=== Work task ===
Your output should consist of the data, copied exactly.

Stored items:
──────────────────────────────

use crate::config::types::{
    AuditOptions, UserAgentConfig, MAX_PAGES_CAP, MAX_REQUEST_DELAY_SECONDS,
};
use crate::ConfigError;
use url::Url;

/// Applies the page cap, then validates the options
pub(crate) fn finalize(mut options: AuditOptions) -> Result<AuditOptions, ConfigError> {
    if options.max_pages > MAX_PAGES_CAP {
        tracing::warn!(
            "max_pages {} exceeds the cap, clamping to {}",
            options.max_pages,
            MAX_PAGES_CAP
        );
        options.max_pages = MAX_PAGES_CAP;
    }

    validate(&options)?;
    Ok(options)
}

/// Validates the entire option set
pub fn validate(options: &AuditOptions) -> Result<(), ConfigError> {
    validate_crawl_limits(options)?;
    validate_pacing(options)?;
    validate_user_agent_config(&options.user_agent)?;
    Ok(())
}

/// Validates page budget, depth, redirect and failure limits
fn validate_crawl_limits(options: &AuditOptions) -> Result<(), ConfigError> {
    if options.max_pages < 1 {
        return Err(ConfigError::Validation(format!(
            "max_pages must be at least 1, got {}",
            options.max_pages
        )));
    }

    if options.max_pages > MAX_PAGES_CAP {
        return Err(ConfigError::Validation(format!(
            "max_pages must be <= {}, got {}",
            MAX_PAGES_CAP, options.max_pages
        )));
    }

    if options.max_redirects > 20 {
        return Err(ConfigError::Validation(format!(
            "max_redirects must be <= 20, got {}",
            options.max_redirects
        )));
    }

    if options.failure_threshold < 1 {
        return Err(ConfigError::Validation(
            "failure_threshold must be at least 1".to_string(),
        ));
    }

    if options.retry_attempts > 5 {
        return Err(ConfigError::Validation(format!(
            "retry_attempts must be <= 5, got {}",
            options.retry_attempts
        )));
    }

    Ok(())
}

/// Validates concurrency, timeout and delay
fn validate_pacing(options: &AuditOptions) -> Result<(), ConfigError> {
    if options.concurrency < 1 || options.concurrency > 100 {
        return Err(ConfigError::Validation(format!(
            "concurrency must be between 1 and 100, got {}",
            options.concurrency
        )));
    }

    if options.timeout_seconds < 1 || options.timeout_seconds > 300 {
        return Err(ConfigError::Validation(format!(
            "timeout_seconds must be between 1 and 300, got {}",
            options.timeout_seconds
        )));
    }

    let delay = options.request_delay_seconds;
    if !(0.0..=MAX_REQUEST_DELAY_SECONDS).contains(&delay) {
        return Err(ConfigError::Validation(format!(
            "request_delay_seconds must be between 0 and {}, got {}",
            MAX_REQUEST_DELAY_SECONDS, delay
        )));
    }

    Ok(())
}

/// Validates user agent configuration
fn validate_user_agent_config(config: &UserAgentConfig) -> Result<(), ConfigError> {
    // Crawler name: non-empty, alphanumeric + hyphens only
    if config.crawler_name.is_empty() {
        return Err(ConfigError::Validation(
            "crawler_name cannot be empty".to_string(),
        ));
    }

    if !config
        .crawler_name
        .chars()
        .all(|c| c.is_alphanumeric() || c == '-')
    {
        return Err(ConfigError::Validation(format!(
            "crawler_name must contain only alphanumeric characters and hyphens, got '{}'",
            config.crawler_name
        )));
    }

    if config.crawler_version.trim().is_empty() {
        return Err(ConfigError::Validation(
            "crawler_version cannot be empty".to_string(),
        ));
    }

    Url::parse(&config.contact_url)
        .map_err(|e| ConfigError::InvalidUrl(format!("Invalid contact_url: {}", e)))?;

    Ok(())
}

#[cfg(test)]
mod tests {
    use super::*;

    #[test]
    fn test_valid_defaults() {
        assert!(validate(&AuditOptions::default()).is_ok());
    }

    #[test]
    fn test_zero_max_pages_rejected() {
        let result = AuditOptions::builder().max_pages(0).build();
        assert!(matches!(result, Err(ConfigError::Validation(_))));
    }

    #[test]
    fn test_unclamped_max_pages_rejected_by_validate() {
        let options = AuditOptions {
            max_pages: 501,
            ..AuditOptions::default()
        };
        assert!(validate(&options).is_err());
    }

    #[test]
    fn test_concurrency_bounds() {
        assert!(AuditOptions::builder().concurrency(0).build().is_err());
        assert!(AuditOptions::builder().concurrency(101).build().is_err());
        assert!(AuditOptions::builder().concurrency(1).build().is_ok());
        assert!(AuditOptions::builder().concurrency(100).build().is_ok());
    }

    #[test]
    fn test_timeout_bounds() {
        assert!(AuditOptions::builder().timeout_seconds(0).build().is_err());
        assert!(AuditOptions::builder().timeout_seconds(301).build().is_err());
    }

    #[test]
    fn test_negative_or_nan_delay_rejected() {
        assert!(AuditOptions::builder()
            .request_delay_seconds(-1.0)
            .build()
            .is_err());
        assert!(AuditOptions::builder()
            .request_delay_seconds(f64::NAN)
            .build()
            .is_err());
        assert!(AuditOptions::builder()
            .request_delay_seconds(0.0)
            .build()
            .is_ok());
    }

    #[test]
    fn test_oversized_delay_rejected() {
        assert!(AuditOptions::builder()
            .request_delay_seconds(1e20)
            .build()
            .is_err());
        assert!(AuditOptions::builder()
            .request_delay_seconds(f64::INFINITY)
            .build()
            .is_err());
        let options = AuditOptions::builder()
            .request_delay_seconds(MAX_REQUEST_DELAY_SECONDS)
            .build()
            .unwrap();
        assert_eq!(options.request_delay(), std::time::Duration::from_secs(3600));
    }

    #[test]
    fn test_failure_threshold_must_be_positive() {
        assert!(AuditOptions::builder().failure_threshold(0).build().is_err());
    }

    #[test]
    fn test_redirect_and_retry_limits() {
        assert!(AuditOptions::builder().max_redirects(21).build().is_err());
        assert!(AuditOptions::builder().retry_attempts(6).build().is_err());
    }

    #[test]
    fn test_invalid_crawler_name() {
        let ua = UserAgentConfig {
            crawler_name: "Bad Bot!".to_string(),
            ..UserAgentConfig::default()
        };
        let result = AuditOptions::builder().user_agent(ua).build();
        assert!(matches!(result, Err(ConfigError::Validation(_))));
    }

    #[test]
    fn test_invalid_contact_url() {
        let ua = UserAgentConfig {
            contact_url: "not a url".to_string(),
            ..UserAgentConfig::default()
        };
        let result = AuditOptions::builder().user_agent(ua).build();
        assert!(matches!(result, Err(ConfigError::InvalidUrl(_))));
    }
}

──────────────────────────────

=== Task response ===
use crate::config::types::{
    AuditOptions, UserAgentConfig, MAX_PAGES_CAP, MAX_REQUEST_DELAY_SECONDS,
};
use crate::ConfigError;
use url::Url;

/// Applies the page cap, then validates the options
pub(crate) fn finalize(mut options: AuditOptions) -> Result<AuditOptions, ConfigError> {
    if options.max_pages > MAX_PAGES_CAP {
        tracing::warn!(
            "max_pages {} exceeds the cap, clamping to {}",
            options.max_pages,
            MAX_PAGES_CAP
        );
        options.max_pages = MAX_PAGES_CAP;
    }

    validate(&options)?;
    Ok(options)
}

/// Validates the entire option set
pub fn validate(options: &AuditOptions) -> Result<(), ConfigError> {
    validate_crawl_limits(options)?;
    validate_pacing(options)?;
    validate_user_agent_config(&options.user_agent)?;
    Ok(())
}

/// Validates page budget, depth, redirect and failure limits
fn validate_crawl_limits(options: &AuditOptions) -> Result<(), ConfigError> {
    if options.max_pages < 1 {
        return Err(ConfigError::Validation(format!(
            "max_pages must be at least 1, got {}",
            options.max_pages
        )));
    }

    if options.max_pages > MAX_PAGES_CAP {
        return Err(ConfigError::Validation(format!(
            "max_pages must be <= {}, got {}",
            MAX_PAGES_CAP, options.max_pages
        )));
    }

    if options.max_redirects > 20 {
        return Err(ConfigError::Validation(format!(
            "max_redirects must be <= 20, got {}",
            options.max_redirects
        )));
    }

    if options.failure_threshold < 1 {
        return Err(ConfigError::Validation(
            "failure_threshold must be at least 1".to_string(),
        ));
    }

    if options.retry_attempts > 5 {
        return Err(ConfigError::Validation(format!(
            "retry_attempts must be <= 5, got {}",
            options.retry_attempts
        )));
    }

    Ok(())
}

/// Validates concurrency, timeout and delay
fn validate_pacing(options: &AuditOptions) -> Result<(), ConfigError> {
    if options.concurrency < 1 || options.concurrency > 100 {
        return Err(ConfigError::Validation(format!(
            "concurrency must be between 1 and 100, got {}",
            options.concurrency
        )));
    }

    if options.timeout_seconds < 1 || options.timeout_seconds > 300 {
        return Err(ConfigError::Validation(format!(
            "timeout_seconds must be between 1 and 300, got {}",
            options.timeout_seconds
        )));
    }

    let delay = options.request_delay_seconds;
    if !(0.0..=MAX_REQUEST_DELAY_SECONDS).contains(&delay) {
        return Err(ConfigError::Validation(format!(
            "request_delay_seconds must be between 0 and {}, got {}",
            MAX_REQUEST_DELAY_SECONDS, delay
        )));
    }

    Ok(())
}

/// Validates user agent configuration
fn validate_user_agent_config(config: &UserAgentConfig) -> Result<(), ConfigError> {
    // Crawler name: non-empty, alphanumeric + hyphens only
    if config.crawler_name.is_empty() {
        return Err(ConfigError::Validation(
            "crawler_name cannot be empty".to_string(),
        ));
    }

    if !config
        .crawler_name
        .chars()
        .all(|c| c.is_alphanumeric() || c == '-')
    {
        return Err(ConfigError::Validation(format!(
            "crawler_name must contain only alphanumeric characters and hyphens, got '{}'",
            config.crawler_name
        )));
    }

    if config.crawler_version.trim().is_empty() {
        return Err(ConfigError::Validation(
            "crawler_version cannot be empty".to_string(),
        ));
    }

    Url::parse(&config.contact_url)
        .map_err(|e| ConfigError::InvalidUrl(format!("Invalid contact_url: {}", e)))?;

    Ok(())
}

#[cfg(test)]
mod tests {
    use super::*;

    #[test]
    fn test_valid_defaults() {
        assert!(validate(&AuditOptions::default()).is_ok());
    }

    #[test]
    fn test_zero_max_pages_rejected() {
        let result = AuditOptions::builder().max_pages(0).build();
        assert!(matches!(result, Err(ConfigError::Validation(_))));
    }

    #[test]
    fn test_unclamped_max_pages_rejected_by_validate() {
        let options = AuditOptions {
            max_pages: 501,
            ..AuditOptions::default()
        };
        assert!(validate(&options).is_err());
    }

    #[test]
    fn test_concurrency_bounds() {
        assert!(AuditOptions::builder().concurrency(0).build().is_err());
        assert!(AuditOptions::builder().concurrency(101).build().is_err());
        assert!(AuditOptions::builder().concurrency(1).build().is_ok());
        assert!(AuditOptions::builder().concurrency(100).build().is_ok());
    }

    #[test]
    fn test_timeout_bounds() {
        assert!(AuditOptions::builder().timeout_seconds(0).build().is_err());
        assert!(AuditOptions::builder().timeout_seconds(301).build().is_err());
    }

    #[test]
    fn test_negative_or_nan_delay_rejected() {
        assert!(AuditOptions::builder()
            .request_delay_seconds(-1.0)
            .build()
            .is_err());
        assert!(AuditOptions::builder()
            .request_delay_seconds(f64::NAN)
            .build()
            .is_err());
        assert!(AuditOptions::builder()
            .request_delay_seconds(0.0)
            .build()
            .is_ok());
    }

    #[test]
    fn test_oversized_delay_rejected() {
        assert!(AuditOptions::builder()
            .request_delay_seconds(1e20)
            .build()
            .is_err());
        assert!(AuditOptions::builder()
            .request_delay_seconds(f64::INFINITY)
            .build()
            .is_err());
        let options = AuditOptions::builder()
            .request_delay_seconds(MAX_REQUEST_DELAY_SECONDS)
            .build()
            .unwrap();
        assert_eq!(options.request_delay(), std::time::Duration::from_secs(3600));
    }

    #[test]
    fn test_failure_threshold_must_be_positive() {
        assert!(AuditOptions::builder().failure_threshold(0).build().is_err());
    }

    #[test]
    fn test_redirect_and_retry_limits() {
        assert!(AuditOptions::builder().max_redirects(21).build().is_err());
        assert!(AuditOptions::builder().retry_attempts(6).build().is_err());
    }

    #[test]
    fn test_invalid_crawler_name() {
        let ua = UserAgentConfig {
            crawler_name: "Bad Bot!".to_string(),
            ..UserAgentConfig::default()
        };
        let result = AuditOptions::builder().user_agent(ua).build();
        assert!(matches!(result, Err(ConfigError::Validation(_))));
    }

    #[test]
    fn test_invalid_contact_url() {
        let ua = UserAgentConfig {
            contact_url: "not a url".to_string(),
            ..UserAgentConfig::default()
        };
        let result = AuditOptions::builder().user_agent(ua).build();
        assert!(matches!(result, Err(ConfigError::InvalidUrl(_))));
    }
}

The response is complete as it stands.